Greg Michaud
Let's start with the first case, which was given the "Latent Hit of the Year" award in 2007 and deservedly so because it resolved a nearly 30-year-old cold case that occurred in Big Rapids, Michigan. Shortly before turning 90 on April 23, 1980, 89-year-old Stella Lintemuth was assassinated in her own bedroom. Because Big Rapids was a tiny town with a low rate of violent crime, the local police were unprepared to handle such a case. They reasoned that the killer was probably a transient who rode the railway because there were train tracks outside the victim's residence, but it was pretty much the only lead they had.
As a result, they acquired assistance from a state forensic team that included Jerry Disler, a latent examiner. From the base of an ancient porcelain lamp, whose chain was used to strangle the victim, he found two prints. That was the only indication of the murderer's presence inside the house. The police were aware that identifying the fingerprints meant locating the offender, but they also understood the slim likelihood that this would occur.

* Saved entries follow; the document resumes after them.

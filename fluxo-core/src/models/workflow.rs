//! Workflow definition data structures
//!
//! A definition is plain data: the states of one solicitation kind, the
//! initial state, the terminal states, and the named transitions between
//! them. Definitions are constructed once at startup (or loaded from YAML)
//! and shared read-only between workers.

use crate::models::actor::{Actor, Capability};
use crate::models::audit::AttachmentRef;
use crate::models::record::SolicitationRecord;
use serde::{Deserialize, Serialize};
use std::fmt;
use std::sync::Arc;

/// Opaque state symbol, scoped to a single workflow kind
#[derive(Debug, Clone, PartialEq, Eq, Hash, PartialOrd, Ord, Serialize, Deserialize)]
#[serde(transparent)]
pub struct State(String);

impl State {
    pub fn new(name: impl Into<String>) -> Self {
        Self(name.into())
    }

    pub fn as_str(&self) -> &str {
        &self.0
    }
}

impl fmt::Display for State {
    fn fmt(&self, f: &mut fmt::Formatter<'_>) -> fmt::Result {
        f.write_str(&self.0)
    }
}

impl From<&str> for State {
    fn from(name: &str) -> Self {
        Self(name.to_string())
    }
}

impl From<String> for State {
    fn from(name: String) -> Self {
        Self(name)
    }
}

/// A declared state together with its human-readable label
#[derive(Debug, Clone, PartialEq, Serialize, Deserialize)]
pub struct StateDecl {
    /// State symbol, unique within the definition
    pub name: State,
    /// Display label used in timelines and CLI output
    #[serde(default)]
    pub label: String,
}

impl StateDecl {
    pub fn new(name: impl Into<State>, label: impl Into<String>) -> Self {
        Self {
            name: name.into(),
            label: label.into(),
        }
    }
}

/// Typed payload attached to a single transition attempt
///
/// Preconditions see exactly these fields; there is no open-ended map for
/// them to depend on.
#[derive(Debug, Clone, Default, Serialize, Deserialize)]
pub struct TransitionPayload {
    /// Free-text justification supplied by the actor
    #[serde(default, skip_serializing_if = "Option::is_none")]
    pub justification: Option<String>,
    /// Yes/no answer for transitions that respond to a questioning
    #[serde(default, skip_serializing_if = "Option::is_none")]
    pub acknowledgment: Option<bool>,
    /// Attachment references carried onto the audit entry
    #[serde(default, skip_serializing_if = "Vec::is_empty")]
    pub attachments: Vec<AttachmentRef>,
}

impl TransitionPayload {
    pub fn with_justification(mut self, text: impl Into<String>) -> Self {
        self.justification = Some(text.into());
        self
    }

    pub fn with_acknowledgment(mut self, answer: bool) -> Self {
        self.acknowledgment = Some(answer);
        self
    }

    /// Whether a non-blank justification was supplied
    pub fn has_justification(&self) -> bool {
        self.justification
            .as_deref()
            .map(|text| !text.trim().is_empty())
            .unwrap_or(false)
    }
}

/// Guard predicate evaluated after the state and capability checks pass.
///
/// Must be side-effect-free. `Err` carries the user-facing rejection reason,
/// displayed verbatim to end users.
pub type Precondition = Arc<
    dyn Fn(&SolicitationRecord, &dyn Actor, &TransitionPayload) -> Result<(), String>
        + Send
        + Sync,
>;

/// A named transition between states of one workflow kind
#[derive(Clone, Serialize, Deserialize)]
pub struct Transition {
    /// Transition name, unique within the definition
    pub name: String,
    /// States this transition may leave from
    pub from: Vec<State>,
    /// Destination state
    pub to: State,
    /// Capability the firing actor must hold
    pub required_capability: Capability,
    /// Optional precondition, evaluated last in the guard chain.
    /// Not representable in definition files; attached in code.
    #[serde(skip)]
    pub precondition: Option<Precondition>,
}

impl Transition {
    pub fn new(name: impl Into<String>, from: &[&str], to: &str, capability: &str) -> Self {
        Self {
            name: name.into(),
            from: from.iter().map(|state| State::from(*state)).collect(),
            to: State::from(to),
            required_capability: Capability::new(capability),
            precondition: None,
        }
    }

    pub fn with_precondition<F>(mut self, precondition: F) -> Self
    where
        F: Fn(&SolicitationRecord, &dyn Actor, &TransitionPayload) -> Result<(), String>
            + Send
            + Sync
            + 'static,
    {
        self.precondition = Some(Arc::new(precondition));
        self
    }
}

impl fmt::Debug for Transition {
    fn fmt(&self, f: &mut fmt::Formatter<'_>) -> fmt::Result {
        f.debug_struct("Transition")
            .field("name", &self.name)
            .field("from", &self.from)
            .field("to", &self.to)
            .field("required_capability", &self.required_capability)
            .field("precondition", &self.precondition.is_some())
            .finish()
    }
}

/// Declarative workflow definition for one solicitation kind
#[derive(Debug, Clone, Serialize, Deserialize)]
pub struct WorkflowDefinition {
    /// Solicitation kind this definition governs
    pub kind: String,
    /// Optional human description
    #[serde(default, skip_serializing_if = "Option::is_none")]
    pub description: Option<String>,
    /// Declared states with display labels
    pub states: Vec<StateDecl>,
    /// State assigned to newly created records
    pub initial_state: State,
    /// States with no outgoing transitions
    #[serde(default)]
    pub terminal_states: Vec<State>,
    /// Declared transitions
    #[serde(default)]
    pub transitions: Vec<Transition>,
}

impl WorkflowDefinition {
    /// Whether `state` is declared by this definition
    pub fn has_state(&self, state: &State) -> bool {
        self.states.iter().any(|decl| &decl.name == state)
    }

    /// Whether `state` is one of the declared terminal states
    pub fn is_terminal(&self, state: &State) -> bool {
        self.terminal_states.contains(state)
    }

    /// Display label for a state, if declared
    pub fn label_for(&self, state: &State) -> Option<&str> {
        self.states
            .iter()
            .find(|decl| &decl.name == state)
            .map(|decl| decl.label.as_str())
    }

    /// Look up a transition by name
    pub fn transition(&self, name: &str) -> Option<&Transition> {
        self.transitions.iter().find(|t| t.name == name)
    }

    /// Transitions whose `from` set contains `state`
    pub fn transitions_from(&self, state: &State) -> Vec<&Transition> {
        self.transitions
            .iter()
            .filter(|t| t.from.contains(state))
            .collect()
    }
}

#[cfg(test)]
mod tests {
    use super::*;

    fn definition() -> WorkflowDefinition {
        WorkflowDefinition {
            kind: "Pedido".to_string(),
            description: Some("Fluxo de pedido".to_string()),
            states: vec![
                StateDecl::new("RASCUNHO", "Rascunho"),
                StateDecl::new("EM_ANALISE", "Em análise"),
                StateDecl::new("APROVADO", "Aprovado"),
            ],
            initial_state: State::from("RASCUNHO"),
            terminal_states: vec![State::from("APROVADO")],
            transitions: vec![
                Transition::new("enviar", &["RASCUNHO"], "EM_ANALISE", "SUBMIT"),
                Transition::new("aprovar", &["EM_ANALISE"], "APROVADO", "APPROVE"),
            ],
        }
    }

    #[test]
    fn test_state_serializes_as_plain_string() {
        let state = State::from("RASCUNHO");
        let json = serde_json::to_string(&state).unwrap();
        assert_eq!(json, "\"RASCUNHO\"");

        let back: State = serde_json::from_str(&json).unwrap();
        assert_eq!(back, state);
    }

    #[test]
    fn test_transitions_from_filters_by_membership() {
        let def = definition();
        let from_rascunho = def.transitions_from(&State::from("RASCUNHO"));
        assert_eq!(from_rascunho.len(), 1);
        assert_eq!(from_rascunho[0].name, "enviar");

        let from_aprovado = def.transitions_from(&State::from("APROVADO"));
        assert!(from_aprovado.is_empty());
    }

    #[test]
    fn test_terminal_and_label_lookup() {
        let def = definition();
        assert!(def.is_terminal(&State::from("APROVADO")));
        assert!(!def.is_terminal(&State::from("RASCUNHO")));
        assert_eq!(def.label_for(&State::from("EM_ANALISE")), Some("Em análise"));
        assert_eq!(def.label_for(&State::from("DESCONHECIDO")), None);
    }

    #[test]
    fn test_payload_blank_justification_does_not_count() {
        assert!(!TransitionPayload::default().has_justification());
        let blank = TransitionPayload::default().with_justification("   ");
        assert!(!blank.has_justification());
        let filled = TransitionPayload::default().with_justification("motivo");
        assert!(filled.has_justification());
    }

    #[test]
    fn test_definition_yaml_round_trip_drops_preconditions() {
        let mut def = definition();
        def.transitions[1] = def.transitions[1]
            .clone()
            .with_precondition(|_, _, _| Ok(()));

        let yaml = serde_yaml::to_string(&def).unwrap();
        let back: WorkflowDefinition = serde_yaml::from_str(&yaml).unwrap();

        assert_eq!(back.kind, "Pedido");
        assert_eq!(back.transitions.len(), 2);
        assert!(back.transitions[1].precondition.is_none());
    }

    #[test]
    fn test_transition_debug_reports_precondition_presence() {
        let bare = Transition::new("enviar", &["RASCUNHO"], "EM_ANALISE", "SUBMIT");
        assert!(format!("{:?}", bare).contains("precondition: false"));

        let guarded = bare.with_precondition(|_, _, _| Ok(()));
        assert!(format!("{:?}", guarded).contains("precondition: true"));
    }
}
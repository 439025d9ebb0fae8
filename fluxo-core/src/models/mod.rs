//! Data models for fluxo

pub mod actor;
pub mod audit;
pub mod configuration;
pub mod record;
pub mod workflow;

pub use actor::*;
pub use audit::*;
pub use configuration::*;
pub use record::*;
pub use workflow::*;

The only thing the police could do, given that it was 1980, was manually compare the prints to the fingerprint cards they had on file. They were unsuccessful, and the murder of Stella Lintemuth was still an open investigation when Jerry Disler retired 16 years later.
That is why Greg Michaud, a different forensic scientist who first learned about the case during his training program, received it after many years. Since the database was unavailable during the initial examination, he recognized in 2006 that it was unlikely that anyone had ever submitted the prints to IAFIS. Scott Elwood Graham, who was at the time confined to a mental hospital, tested it and got a hit. In 2009, Graham was convicted after a brief six-day trial.